A long, slim waif of a country, the weather in Vietnam is diverse depending on where you’re travelling, so expect the unexpected when packing. Hot in the south can mean chilly in the north, but an element that can almost always be counted on is the humidity – days are often sticky and during monsoon season, filled with rain. Even in high season though it can feel fresh in the early mornings.

If it wasn’t for the weather in Vietnam, we would say a credit card and a toothbrush are enough for your packing list – travellers with a few t-shirts slung in a bag winging it from day to day are a well-known trope of the region, and there’s more than a grain of truth in it. Of course, Vietnam certainly has its fair share of luxury with boutique hotels and high-end spas, but it’s status as a key part of the well-trodden southeast Asia travelling path gives it an easy-going, free-spirited vibe that attracts visitors from all over.

Pretty much everywhere in Vietnam, aside from small street vendors, will take payment via credit card. The currency is the dong and expect to feel rich all at once after exchanging it, with £1 getting you roughly 29,650 dong. Haggling is commonplace in Vietnam and prices in popular tourist areas are often inflated, so if something takes your fancy, turn on the charm and put your bartering hat on. Executed with a hint of humour and a dollop of banter and it’ll almost certainly be mirrored by the seller (and hopefully bag you a bargain). Get familiar with the currency as it’s common for tourists to lose 10 minutes to knock off 3,000 dong from a price to later realise they saved around 10p.

Tipping is not necessarily the norm in Vietnam, but it is very much appreciated and as little as £1 or £2 is enough so show appreciation for a job well done. For a friendly, informative tour guides, £2-£5 per person per day is a good guideline, drivers £1-£3. Vietnam is renowned for incredible street food and it’s inevitable you’ll buy at least a portion of your meals this way. Vendors don’t expect a tip and it’s fine not to give one unless you are blown away. Restaurants on the other hand, especially nicer ones, often add a 10% service charge to the bill, but if that’s absent, around £2-£4 extra is fine. The same amount goes for other services like porters and housekeepers.

Vietnamese people are incredibly inviting, friendly and generally curious towards tourists. There are one or two traditions to be aware of when traversing the country, but most Vietnamese are tolerant and forgiving, so a misstep here or there isn’t a disaster. Ensure you cover shoulders and legs in places of worship and always remove shoes. Do not touch the heads of adults, or children, and don’t point using your feet.
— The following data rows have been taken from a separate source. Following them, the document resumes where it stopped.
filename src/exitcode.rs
//! Standard exit codes (BSD sysexits.h compatible)

/// Successful termination
pub const OK: i32 = 0;

/// Command line usage error
pub const USAGE: i32 = 64;

/// Data format error
pub const DATAERR: i32 = 65;

/// Cannot open input
pub const NOINPUT: i32 = 66;

/// Internal software error
pub const SOFTWARE: i32 = 70;

/// Input/output error
pub const IOERR: i32 = 74;

/// Configuration error
pub const CONFIG: i32 = 78;
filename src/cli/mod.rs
//! CLI layer: argument parsing and command dispatch

pub mod args;
pub mod commands;
pub mod error;
pub mod output;

pub use args::{Cli, Commands};
pub use error::{CliError, CliResult};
Take your time in Vietnam and get used to the slower pace of life that the balmy weather and relaxed atmosphere beckons. And never lose your cool – shouting is considered the utmost in rude behaviour and whatever the situation, anger will almost always not work. In Vietnam, smiles are everything and a pleasant approach always trumps an outraged one.

Vietnam is a relatively safe place to travel to, but like anywhere that attracts tourists, there are pickpockets and scammers waiting to take advantage of easy targets. Be aware of bags and any expensive items like jewellery and watches when among big crowds. Always keep money and tickets and passports separate, so if the worst happens you haven’t lost everything in one fell swoop.

A holiday to Vietnam is admiring thriving rice paddies that spread out as far as the eye can see, sampling delicious street food on buzzy streets, soaking in history in war museums and ancient temples, exploring secret caves tucked away from white sandy shores and admiring the colours of the sunset from a city rooftop while sipping a sundowner ­– Vietnam is Asia as its most magical.